Supernovae of Type Ia (SNIa) are tremendously useful to understand the mysterious components of the Universe such as dark energy and dark matter. SNIa have strikingly similar peak luminosities, regardless of where they happen in the Universe. This property allows astronomers to use SNIa as standard candles to measure cosmological distance independent of the Universe's expansion. Distance measurement with SNIa was key to the discovery of accelerating expansion of the Universe (2011 Nobel Prize in Physics).

In 2010, a supernova named PS1-10afx was found that demonstrated the same color and light curve (the change in brightness over time) as a Type Ia supernova, but its peak brightness was 30 times greater than expected.
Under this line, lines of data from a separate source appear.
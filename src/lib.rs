//! # narrec: forward-compatible typed records for NarrativeService
//!
//! narrec decodes and encodes the JSON data-transfer objects of the
//! NarrativeService API against runtime schemas. Each record keeps its
//! declared fields typed and in declaration order, and carries every
//! undeclared key it received in an ordered additional-properties bag, so a
//! record decoded from a newer peer re-serializes without losing data.
//!
//! ## Example: decode, inspect, re-serialize
//!
//! ```
//! use narrec::narrative;
//! use serde_json::json;
//!
//! let registry = narrative::registry();
//! let wire = json!({"ok": 1, "unexpected": "x"});
//!
//! let record = registry.deserialize("RequestNarrativeShareOutput", &wire).unwrap();
//! assert_eq!(record.get_int("ok"), Some(1));
//! assert!(record.get("error").is_none());
//! assert_eq!(record.additional_properties()["unexpected"], json!("x"));
//! assert_eq!(record.to_json(), wire);
//! ```
//!
//! ## Example: custom schemas
//!
//! ```yaml
//! schemas:
//!   - name: JobStatus
//!     properties:
//!       - { name: job_id, type: string, pattern: '^\d+/\d+$' }
//!       - { name: state, type: string, optional: true, default: queued, allowed: [queued, running, done] }
//!       - { name: context, type: LogContext, optional: true }
//! ```
//!
//! Documents like this are loaded with [`SchemaRegistry::load_str`] or
//! [`SchemaRegistry::load_dir`]; schemas may reference each other by name and
//! are registered in dependency order.

pub mod codegen;
pub mod config;
pub mod error;
pub mod narrative;
pub mod record;
pub mod schema;
pub mod serialization;
pub mod service;
pub mod value;

pub use error::{RecordError, SchemaError};
pub use record::{AdditionalPropertiesMut, Record, RecordSeed};
pub use schema::{
    FieldType, Property, PropertyDef, Schema, SchemaDef, SchemaDocument, SchemaRegistry, TypeExpr,
};
pub use service::{MethodDef, ServiceDef};
pub use value::FieldValue;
This discovery was made using the Panoramic Survey Telescope & Rapid Response System 1 (Pan-STARRS1, a telescope located in Hawai'i that can image the entire visible sky several times each month). This anomaly led some to conclude that it was a completely new type of superluminous supernova. "PS1-10afx looked a lot like a Type Ia supernova, " says Quimby, "but it was just too bright."

The physics of Type Ia supernovae have been studied in detail over the past three decades, and there is no known way to produce a Type Ia supernova with normal colors and a normal light curve but a substantially higher luminosity.

"Generally, the rare supernovae that have been found to shine brighter than Type Ia usually have higher temperatures (bluer colors) and larger physical sizes (and thus slower light curves)," Quimby continues, "New physics would thus be required to explain PS1-10afx as an intrinsically luminous supernova."

"We found a second explanation," says Marcus Werner, Mathematical Physicist at the Kavli IPMU, "and it required only well demonstrated physics: gravitational lensing. If there was a massive galaxy in front of PS1-10afx, it could warp space-time to form magnified images of the supernova."

"Although the available observations were consistent with the hypothesis of our team, we needed to answer the question: Where was the lens galaxy?" says Anupreeta More, Astronomer at the Kavli IPMU, "The existing data clearly showed the presence of the supernova's host galaxy, but there was no evidence for the necessary foreground galaxy. We then tried to find the evidence."

In September 2013, Quimby's team set out to find the hidden lens. Using the Low-Resolution Imaging Spectrograph on the 10 meter Keck-I telescope located in Hawai'i, they spent 7 hours collecting light at the location of PS1-10afx, which had by then faded away itself.

"After carefully extracting the signal from the data, we had confirmation." More continues, "Buried in the glare of the relatively bright host galaxy, we found a second, foreground galaxy. This second galaxy was faint enough to have previously gone unnoticed. But our analysis showed that it was still the right size to explain the gravitational lensing of PS1-10afx."

"We had existing predictions of what a gravitationally lensed Type Ia supernova would look like," says Masamune Oguri from the Department of Physics at the University of Tokyo, "But the small size of this lens galaxy and the large magnification it produced was not exactly what we were expecting for the first discovery." Oguri continues, "However, this system may very well prove typical of discoveries to come. Because more distant supernovae are more likely to be gravitationally lensed, lensed supernovae are typically highly magnified and located in the distant universe."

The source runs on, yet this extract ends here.